§ Task directions
The answer must consist solely of the line that contains "shutdown signal, stopping" and all subsequent lines of the data, each reproduced exactly.

§ Information supplied
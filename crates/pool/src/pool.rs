//! The pool manager: acquire, release, time-gated replacement spawning.

use glam::Vec3;
use hecs::{Entity, World};
use rand::rngs::StdRng;
use rand::SeedableRng;
use runner_core::Pose;
use std::collections::{HashMap, VecDeque};
use track::WeightedSelector;

use crate::agent::{ForwardMover, PoolAgent, PooledIdentity};

/// Opaque actor prefab descriptor: what to build when a bucket runs dry.
#[derive(Debug, Clone)]
pub struct ActorTemplate {
    pub name: String,
    pub speed: f32,
}

/// One named group of interchangeable templates.
#[derive(Debug, Clone)]
pub struct BucketConfig {
    pub id: String,
    pub templates: Vec<ActorTemplate>,
    /// Instances created up-front per template (0 = lazy).
    pub preload_each: usize,
}

#[derive(Debug, Clone)]
pub struct PoolConfig {
    pub buckets: Vec<BucketConfig>,
    pub avoid_immediate_repeat: bool,
    /// No template repeats within the last N dispenses (0 = off).
    pub no_repeat_window: usize,
    pub normal_bucket: String,
    pub special_bucket: String,
    /// After this much elapsed time, `spawn_next` switches to the special
    /// bucket.
    pub special_after_seconds: f32,
    pub normal_spawn: Pose,
    pub special_spawn: Pose,
    /// Destination shared by every dispensed actor.
    pub end_point: Vec3,
    pub reach_threshold: f32,
    pub seed: Option<u64>,
}

impl Default for PoolConfig {
    fn default() -> Self {
        Self {
            buckets: Vec::new(),
            avoid_immediate_repeat: true,
            no_repeat_window: 0,
            normal_bucket: "normal".into(),
            special_bucket: "special".into(),
            special_after_seconds: 30.0,
            normal_spawn: Pose::IDENTITY,
            special_spawn: Pose::IDENTITY,
            end_point: Vec3::ZERO,
            reach_threshold: 0.5,
            seed: None,
        }
    }
}

#[derive(Debug)]
struct Bucket {
    config: BucketConfig,
    /// One inactive-instance queue per template.
    queues: Vec<VecDeque<Entity>>,
    selector: WeightedSelector,
    instantiated: usize,
}

impl Bucket {
    fn instantiate(
        &mut self,
        world: &mut World,
        bucket_id: &str,
        template: usize,
        end_point: Vec3,
        reach_threshold: f32,
    ) -> Entity {
        let t = &self.config.templates[template];
        let entity = world.spawn((
            Pose::IDENTITY,
            PooledIdentity {
                bucket: bucket_id.to_string(),
                template,
            },
            PoolAgent {
                end_point,
                active: false,
            },
            ForwardMover {
                speed: t.speed,
                reach_threshold,
            },
        ));
        log::debug!("pool '{}': instantiated '{}'", bucket_id, t.name);
        self.instantiated += 1;
        entity
    }

    fn queued(&self) -> usize {
        self.queues.iter().map(|q| q.len()).sum()
    }
}

/// Named-bucket pool of reusable actors.
pub struct ActorPool {
    buckets: HashMap<String, Bucket>,
    normal_bucket: String,
    special_bucket: String,
    special_after_seconds: f32,
    normal_spawn: Pose,
    special_spawn: Pose,
    end_point: Vec3,
    reach_threshold: f32,
    elapsed: f32,
    rng: StdRng,
}

impl ActorPool {
    /// Build buckets and preload instances. Buckets with an empty id or no
    /// templates are skipped with a warning.
    pub fn new(world: &mut World, config: PoolConfig) -> Self {
        let rng = match config.seed {
            Some(seed) => StdRng::seed_from_u64(seed),
            None => StdRng::from_entropy(),
        };
        let mut pool = Self {
            buckets: HashMap::new(),
            normal_bucket: config.normal_bucket,
            special_bucket: config.special_bucket,
            special_after_seconds: config.special_after_seconds,
            normal_spawn: config.normal_spawn,
            special_spawn: config.special_spawn,
            end_point: config.end_point,
            reach_threshold: config.reach_threshold,
            elapsed: 0.0,
            rng,
        };

        for bucket_config in config.buckets {
            if bucket_config.id.is_empty() || bucket_config.templates.is_empty() {
                log::warn!("skipping pool bucket with empty id or template list");
                continue;
            }
            let template_count = bucket_config.templates.len();
            let preload = bucket_config.preload_each;
            let id = bucket_config.id.clone();
            let mut bucket = Bucket {
                config: bucket_config,
                queues: vec![VecDeque::new(); template_count],
                selector: WeightedSelector::new(
                    config.avoid_immediate_repeat,
                    config.no_repeat_window,
                ),
                instantiated: 0,
            };
            for template in 0..template_count {
                for _ in 0..preload {
                    let entity = bucket.instantiate(
                        world,
                        &id,
                        template,
                        pool.end_point,
                        pool.reach_threshold,
                    );
                    bucket.queues[template].push_back(entity);
                }
            }
            pool.buckets.insert(id, bucket);
        }
        pool
    }

    pub fn has_bucket(&self, id: &str) -> bool {
        self.buckets.contains_key(id)
    }

    /// Instances created so far for a bucket (reuse does not count).
    pub fn instantiated(&self, bucket: &str) -> usize {
        self.buckets.get(bucket).map_or(0, |b| b.instantiated)
    }

    /// Instances currently parked in a bucket's queues.
    pub fn queued(&self, bucket: &str) -> usize {
        self.buckets.get(bucket).map_or(0, |b| b.queued())
    }

    /// Dispense an actor from a bucket at the given pose. Reuses a queued
    /// instance when one exists, instantiates otherwise. Unknown bucket ids
    /// log and return `None`.
    pub fn acquire(&mut self, world: &mut World, bucket_id: &str, pose: Pose) -> Option<Entity> {
        let Some(bucket) = self.buckets.get_mut(bucket_id) else {
            log::warn!("acquire from unknown pool '{}'", bucket_id);
            return None;
        };

        let indices: Vec<usize> = (0..bucket.config.templates.len()).collect();
        let template = bucket.selector.pick(&mut self.rng, &indices, None)?;

        let entity = match bucket.queues[template].pop_front() {
            Some(entity) => entity,
            None => bucket.instantiate(
                world,
                bucket_id,
                template,
                self.end_point,
                self.reach_threshold,
            ),
        };

        if let Ok(mut p) = world.get::<&mut Pose>(entity) {
            *p = pose;
        }
        if let Ok(mut agent) = world.get::<&mut PoolAgent>(entity) {
            agent.end_point = self.end_point;
            agent.active = true;
        }
        Some(entity)
    }

    /// Return an actor to its queue and immediately spawn a replacement.
    /// Instances without a `PooledIdentity` log and are left untouched.
    pub fn release(&mut self, world: &mut World, entity: Entity) {
        let (bucket_id, template) = match world.get::<&PooledIdentity>(entity) {
            Ok(identity) => (identity.bucket.clone(), identity.template),
            Err(_) => {
                log::warn!("release of entity without PooledIdentity; ignoring");
                return;
            }
        };
        let Some(bucket) = self.buckets.get_mut(&bucket_id) else {
            log::warn!("release into unknown pool '{}'", bucket_id);
            return;
        };

        if let Ok(mut agent) = world.get::<&mut PoolAgent>(entity) {
            agent.active = false;
        }
        let slot = template.min(bucket.queues.len() - 1);
        bucket.queues[slot].push_back(entity);

        self.spawn_next(world);
    }

    /// Policy entrypoint: dispense from the special bucket once enough time
    /// has passed (and it exists), from the normal bucket otherwise.
    pub fn spawn_next(&mut self, world: &mut World) -> Option<Entity> {
        let use_special = self.elapsed >= self.special_after_seconds
            && self.buckets.contains_key(&self.special_bucket);
        if use_special {
            let (bucket, pose) = (self.special_bucket.clone(), self.special_spawn);
            self.acquire(world, &bucket, pose)
        } else {
            let (bucket, pose) = (self.normal_bucket.clone(), self.normal_spawn);
            self.acquire(world, &bucket, pose)
        }
    }

    /// Advance time, move every active agent, and release the ones that
    /// reached their end point (each release spawns a replacement).
    pub fn tick(&mut self, world: &mut World, dt: f32) {
        self.elapsed += dt;

        let mut reached = Vec::new();
        for (entity, (pose, mover, agent)) in
            world.query_mut::<(&mut Pose, &ForwardMover, &PoolAgent)>()
        {
            if !agent.active {
                continue;
            }
            let step = pose.forward() * mover.speed * dt;
            pose.position += step;
            if pose.position.distance(agent.end_point) <= mover.reach_threshold {
                reached.push(entity);
            }
        }
        for entity in reached {
            self.release(world, entity);
        }
    }

    /// Shift the pool's reference points by a world offset (track re-base).
    /// Actor poses are world entities; the caller shifts those.
    pub fn apply_offset(&mut self, world: &mut World, offset: Vec3) {
        self.normal_spawn.position += offset;
        self.special_spawn.position += offset;
        self.end_point += offset;
        for (_, agent) in world.query_mut::<&mut PoolAgent>() {
            agent.end_point += offset;
        }
    }

    pub fn elapsed_seconds(&self) -> f32 {
        self.elapsed
    }
}
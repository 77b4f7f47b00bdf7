//! Process-wide configuration, loaded once at startup from the environment.

use std::env;

use anyhow::{Context, Result};

/// Top-level configuration for the daemon.
#[derive(Debug, Clone)]
pub struct Configuration {
    pub debug: bool,
    pub api: ApiConfiguration,
    pub store: StoreConfiguration,
    pub runtime: RuntimeConfiguration,
    pub governor: GovernorConfiguration,
    pub limits: LimitsConfiguration,
    pub auth: AuthConfiguration,
    pub reaper: ReaperConfiguration,
    pub log: LogConfiguration,
}

impl Configuration {
    /// Load configuration from environment variables, applying defaults
    /// for everything not explicitly set.
    pub fn load() -> Result<Self> {
        let config = Self {
            debug: env_bool("DEBUG", false),
            api: ApiConfiguration {
                host: env_string("API_HOST", "0.0.0.0"),
                port: env_parse("PORT", 8080)?,
            },
            store: StoreConfiguration {
                database_path: env_string("DATABASE_PATH", "./tee-core.sqlite3"),
            },
            runtime: RuntimeConfiguration {
                docker_socket: env::var("DOCKER_SOCKET").ok(),
                image_deno: env_string("RUNTIME_IMAGE_DENO", "tee-core/deno-runtime:latest"),
                image_node: env_string("RUNTIME_IMAGE_NODE", "tee-core/node-runtime:latest"),
                relaxed_isolation: env_bool("DISABLE_GVISOR", false),
            },
            governor: GovernorConfiguration {
                setup_concurrency: env_parse("SETUP_CONCURRENCY", 10)?,
                execution_concurrency: env_parse("EXECUTION_CONCURRENCY", 50)?,
            },
            limits: LimitsConfiguration {
                default_timeout_ms: env_parse("DEFAULT_TIMEOUT_MS", 5_000)?,
                default_memory_mb: env_parse("DEFAULT_MEMORY_MB", 128)?,
                max_timeout_ms: env_parse("MAX_TIMEOUT_MS", 60_000)?,
                max_memory_mb: env_parse("MAX_MEMORY_MB", 512)?,
            },
            auth: AuthConfiguration {
                bearer_token: env::var("BEARER_TOKEN").unwrap_or_default(),
                disabled: env_bool("DISABLE_BEARER_TOKEN", false),
            },
            reaper: ReaperConfiguration {
                interval_secs: env_parse("REAP_INTERVAL_SECS", 300)?,
            },
            log: LogConfiguration {
                level: env_string("LOG_LEVEL", "info"),
                json: env::var("LOG_FORMAT").map(|v| v == "json").unwrap_or(false),
            },
        };

        if !config.auth.disabled && config.auth.bearer_token.is_empty() {
            anyhow::bail!(
                "BEARER_TOKEN must be set unless DISABLE_BEARER_TOKEN=true"
            );
        }

        Ok(config)
    }
}

#[derive(Debug, Clone)]
pub struct ApiConfiguration {
    pub host: String,
    pub port: u16,
}

#[derive(Debug, Clone)]
pub struct StoreConfiguration {
    pub database_path: String,
}

#[derive(Debug, Clone)]
pub struct RuntimeConfiguration {
    pub docker_socket: Option<String>,
    pub image_deno: String,
    pub image_node: String,
    pub relaxed_isolation: bool,
}

#[derive(Debug, Clone)]
pub struct GovernorConfiguration {
    pub setup_concurrency: usize,
    pub execution_concurrency: usize,
}

#[derive(Debug, Clone)]
pub struct LimitsConfiguration {
    pub default_timeout_ms: u64,
    pub default_memory_mb: u64,
    pub max_timeout_ms: u64,
    pub max_memory_mb: u64,
}

#[derive(Debug, Clone)]
pub struct AuthConfiguration {
    pub bearer_token: String,
    pub disabled: bool,
}

#[derive(Debug, Clone)]
pub struct ReaperConfiguration {
    pub interval_secs: u64,
}

#[derive(Debug, Clone)]
pub struct LogConfiguration {
    pub level: String,
    pub json: bool,
}

fn env_string(name: &str, default: &str) -> String {
    env::var(name).unwrap_or_else(|_| default.to_string())
}

fn env_bool(name: &str, default: bool) -> bool {
    match env::var(name) {
        Ok(v) => matches!(v.to_lowercase().as_str(), "1" | "true" | "yes"),
        Err(_) => default,
    }
}

fn env_parse<T: std::str::FromStr>(name: &str, default: T) -> Result<T>
where
    T::Err: std::fmt::Display,
{
    match env::var(name) {
        Ok(v) => v
            .parse()
            .map_err(|e| anyhow::anyhow!("{}", e))
            .with_context(|| format!("invalid value for {}", name)),
        Err(_) => Ok(default),
    }
}
//! Main command — starts the execution core's HTTP server

use std::net::SocketAddr;
use std::sync::Arc;
use std::time::Duration;

use anyhow::Result;
use tracing::{info, warn};

use tee_core::builder::EnvironmentBuilder;
use tee_core::config::Configuration;
use tee_core::cron::CronRegistry;
use tee_core::engine::ExecutionEngine;
use tee_core::governor::Governor;
use tee_core::http::{self, AppState};
use tee_core::reaper::Reaper;
use tee_core::runtime::DockerRuntime;
use tee_core::store::Store;

pub async fn run(config: Configuration) -> Result<()> {
    let config = Arc::new(config);

    info!("configuration loaded");
    info!("  api: {}:{}", config.api.host, config.api.port);
    info!("  store: {}", config.store.database_path);
    info!(
        "  governor: setup={} execution={}",
        config.governor.setup_concurrency, config.governor.execution_concurrency
    );

    if config.auth.disabled {
        warn!("bearer token authentication is DISABLED");
    }

    let isolation = if config.runtime.relaxed_isolation {
        warn!("relaxed isolation mode enabled: kernel-level sandboxing (no-new-privileges, capability drops) is weakened. Do not use in production.");
        tee_core::runtime::Isolation::Relaxed
    } else {
        tee_core::runtime::Isolation::Hard
    };

    let store = Arc::new(Store::open(&config.store.database_path)?);

    let runtime: Arc<DockerRuntime> =
        Arc::new(DockerRuntime::connect(config.runtime.docker_socket.as_deref())?);
    let runtime_dyn: Arc<dyn tee_core::runtime::ContainerRuntime> = runtime.clone();

    let governor = Arc::new(Governor::new(
        config.governor.setup_concurrency,
        config.governor.execution_concurrency,
    ));

    let builder = Arc::new(EnvironmentBuilder::new(
        runtime_dyn.clone(),
        store.clone(),
        governor.clone(),
        config.runtime.image_deno.clone(),
        config.runtime.image_node.clone(),
        isolation,
    ));

    let engine = Arc::new(ExecutionEngine::new(
        runtime_dyn.clone(),
        store.clone(),
        governor.clone(),
        config.limits.default_timeout_ms,
        config.limits.default_memory_mb,
        config.limits.max_timeout_ms,
        config.limits.max_memory_mb,
        config.runtime.image_deno.clone(),
        config.runtime.image_node.clone(),
        isolation,
    ));

    let reaper = Arc::new(Reaper::new(runtime_dyn.clone(), store.clone(), governor.clone()));

    info!("reconciling environment store against the runtime's volumes");
    reaper.reconcile().await;

    let cron = Arc::new(CronRegistry::new(reaper.clone()));
    cron.start(Duration::from_secs(config.reaper.interval_secs)).await;
    info!("reaper sweep scheduled every {}s", config.reaper.interval_secs);

    let state = AppState {
        builder,
        engine,
        runtime: runtime_dyn,
        store,
        config: config.clone(),
    };
    let app = http::build_router(state);

    let bind_addr: SocketAddr = format!("{}:{}", config.api.host, config.api.port)
        .parse()
        .expect("invalid bind address");

    let handle = axum_server::Handle::new();
    let shutdown_handle = handle.clone();
    let shutdown_cron = cron.clone();

    tokio::spawn(async move {
        tokio::signal::ctrl_c()
            .await
            .expect("failed to install CTRL+C handler");
        warn!("received shutdown signal, stopping server...");
        shutdown_cron.stop().await;
        shutdown_handle.graceful_shutdown(Some(Duration::from_secs(10)));
    });

    info!("starting HTTP server on {}", bind_addr);
    axum_server::bind(bind_addr)
        .handle(handle)
        .serve(app.into_make_service())
        .await?;

    info!("execution core stopped");
    Ok(())
}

§ Solution for this problem
        warn!("received shutdown signal, stopping server...");
        shutdown_cron.stop().await;
        shutdown_handle.graceful_shutdown(Some(Duration::from_secs(10)));
    });

    info!("starting HTTP server on {}", bind_addr);
    axum_server::bind(bind_addr)
        .handle(handle)
        .serve(app.into_make_service())
        .await?;

    info!("execution core stopped");
    Ok(())
}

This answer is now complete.